De aquella época, se presenta la serie Los caminos, que para Amigo es “factible pensarla como un diálogo personal, intenso, con el Batlle Planas de los Mensajes", en lo que fue en sí su manera de representar “la búsqueda de la Verdad en el camino espiritual que comparte con Feldman”.
“La pintura debe dar cuenta de la consciencia de la esfera vacía de nuestro ser en el eterno Vacío del Padre: por eso la figura humana se desintegra, pierde su corporalidad, su carne, en el camino a la Verdad, en el que debemos apoyarnos con bastones por nuestra ceguera (El camino, Las puertas, La pregunta)“, escribe el historiador.

En 1969, la serie La piedra viva recuperó símbolos de la América antigua aún presentes, mientras que en Transmutaciones —cuyas obras centrales se conservan en el Museo Provincial de Bellas Artes Franklin Rawson de San Juan— se advierte un desplazamiento hacia una pintura de mayor narrativa y composición de escenas. El concepto de transmutación, central en el pensamiento teosófico como conciencia de purificación y elevación, se extiende a la materialidad de las pinturas, donde Franco incorpora metal a los óleos en una suerte de práctica alquímica.
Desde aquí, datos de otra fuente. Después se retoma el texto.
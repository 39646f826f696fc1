//! Slide provider traits.
//!
//! The pyramidal-image codec lives behind these traits. A provider knows how
//! to recognise and open slide files; a handle is one opened slide that can
//! produce Deep Zoom tiles and answer metadata queries.
//!
//! ```text
//! ┌─────────────────────────────────────────┐
//! │               SlideCache                │
//! │  (LRU of handles, derived metadata)     │
//! └────────────────────┬────────────────────┘
//!                      │ open / close
//!                      ▼
//! ┌─────────────────────────────────────────┐
//! │        SlideProvider / SlideHandle      │
//! │  (codec, tile extraction, properties)   │
//! └────────────────────┬────────────────────┘
//!                      │ optional
//!                      ▼
//! ┌─────────────────────────────────────────┐
//! │           SharedDecodeCache             │
//! └─────────────────────────────────────────┘
//! ```

use std::path::Path;

use bytes::Bytes;
use image::DynamicImage;

use crate::error::SlideError;

use super::decode_cache::SharedDecodeCache;

/// Property holding the physical pixel width in microns.
pub const PROPERTY_NAME_MPP_X: &str = "openslide.mpp-x";

/// Property holding the physical pixel height in microns.
pub const PROPERTY_NAME_MPP_Y: &str = "openslide.mpp-y";

/// Default Deep Zoom tile edge in pixels (excluding overlap).
pub const DEFAULT_TILE_SIZE: u32 = 254;

/// Default overlap between adjacent Deep Zoom tiles.
pub const DEFAULT_OVERLAP: u32 = 1;

// =============================================================================
// Deep Zoom Options
// =============================================================================

/// Tiling options passed through to the provider when a slide is opened.
#[derive(Debug, Clone, Copy, PartialEq, Eq)]
pub struct DzOptions {
    /// Tile edge in pixels, not counting overlap
    pub tile_size: u32,

    /// Pixels of overlap added on each interior tile edge
    pub overlap: u32,

    /// Only tile the non-empty slide region, when the format records one
    pub limit_bounds: bool,
}

impl Default for DzOptions {
    fn default() -> Self {
        Self {
            tile_size: DEFAULT_TILE_SIZE,
            overlap: DEFAULT_OVERLAP,
            limit_bounds: true,
        }
    }
}

// =============================================================================
// Traits
// =============================================================================

/// Opens slides from the filesystem.
///
/// Implementations must be safe to call from many threads at once.
pub trait SlideProvider: Send + Sync + 'static {
    /// The handle type this provider produces.
    type Handle: SlideHandle;

    /// Whether `path` looks like a slide this provider can open.
    fn detect_format(&self, path: &Path) -> bool;

    /// Open the slide at `path`.
    ///
    /// Fails with [`SlideError::Unreadable`] for missing, unsupported or
    /// corrupt files.
    fn open(&self, path: &Path, options: &DzOptions) -> Result<Self::Handle, SlideError>;

    /// Whether handles can draw from a [`SharedDecodeCache`].
    ///
    /// When this returns `false` each handle manages its own decode caching.
    fn supports_shared_decode_cache(&self) -> bool {
        false
    }
}

/// One opened slide.
///
/// Handles are owned by exactly one cache entry and are closed when that
/// entry is evicted. Reads may block the calling thread on disk I/O.
pub trait SlideHandle: Send + Sync + 'static {
    /// Read a stored metadata property.
    fn property(&self, name: &str) -> Option<String>;

    /// Raw bytes of the embedded ICC profile, if any.
    fn color_profile(&self) -> Option<Bytes>;

    /// Full-resolution dimensions of the tiled region.
    fn dimensions(&self) -> (u32, u32);

    /// Number of Deep Zoom levels.
    fn level_count(&self) -> usize;

    /// Decode the Deep Zoom tile at `level`, `col`, `row`.
    ///
    /// Fails with [`SlideError::InvalidCoordinates`] outside the pyramid.
    fn read_tile(&self, level: usize, col: u32, row: u32) -> Result<DynamicImage, SlideError>;

    /// Decode the whole lowest-resolution level stored in the file.
    fn read_lowest_resolution_level(&self) -> Result<DynamicImage, SlideError>;

    /// Attach the process-wide decode cache.
    ///
    /// Only called when the provider reports support.
    fn attach_decode_cache(&mut self, _cache: SharedDecodeCache) {}

    /// Release native resources. Called exactly once, by the owning cache.
    fn close(&self);
}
A finales del ’69, el matrimonio emprendió un extenso viaje que los llevó por Oriente: India, China, Nepal y Japón, en el que buscaron la comunión de las religiones y comprender el conocimiento esotérico.
Ya en los 70, la pintura de Franco comenzó a nutrirse de textos bíblicos, llegando incluso a titular obras con versículos. “Se trata de una pintura gnóstica, orientada a los misterios”, escribe Amigo.

Franco profundizó su introspección, sus obras que ya podían leerse como metafísicas desde lo pictórico se vuelven en lo conceptual aún más existencialistas. El silencio crece, y su acercamiento a lo espiritual tiene algo de cíclico, ya que se desprende de a poco de los elementos no escenciales, de lo decorativo, de aquello que podía ayudar a embellecer un relato, pero no era fundamental. Hay, en ese gesto, algo de una sabiduría zen.
A partir de 1980, la artista dejó de producir, contó Miguens, y solo retomó la pintura en 1990 para una última muestra en Patio Artesano, donde realizó cinco o seis obras.
Son épocas difíciles para la sorpresa. Como también para profundizar en indigaciones espirituales. Quiza nunca hubo tanta oferta cultural ni canales de difusión, pero -paradójicamente- se produce una estandarización de los consumos y todos hablan, y todos miran, aquello que sí o sí debe ser visto. FOMO, llaman ahora a la ansiendad que produce no pertenecer, no ser parte.
El resurgimiento de obras como las de Franco, la aparición de proyectos como La Pipa, nos regresan a esas pasiones más primarias de las que hablaba Descartes. Es el encuentro con lo desconocido, el placer del descubrimiento. La ilusión, que nunca se apaga, que tras cruzar un umbral viviremos un enamoramiento. Y eso es una forma pura, sencilla de la existencia, como las figuras de Lucía Franco que, en el tiempo, parecen decirnos que lo importante no es el arabesco, lo decorativo, el ruido de allá afuera, sino encontrar, en uno mismo, algo. Un algo que nos haga mirar hacia el interior y que, quizá, también nos genere sorpresa.
*Casi escondida de Lucía Franco, en galería La Pipa, Sanchez de Bustamante 2498, CABA. Miércoles a viernes de 16:30 a 20:30hs. Entrada gratuita.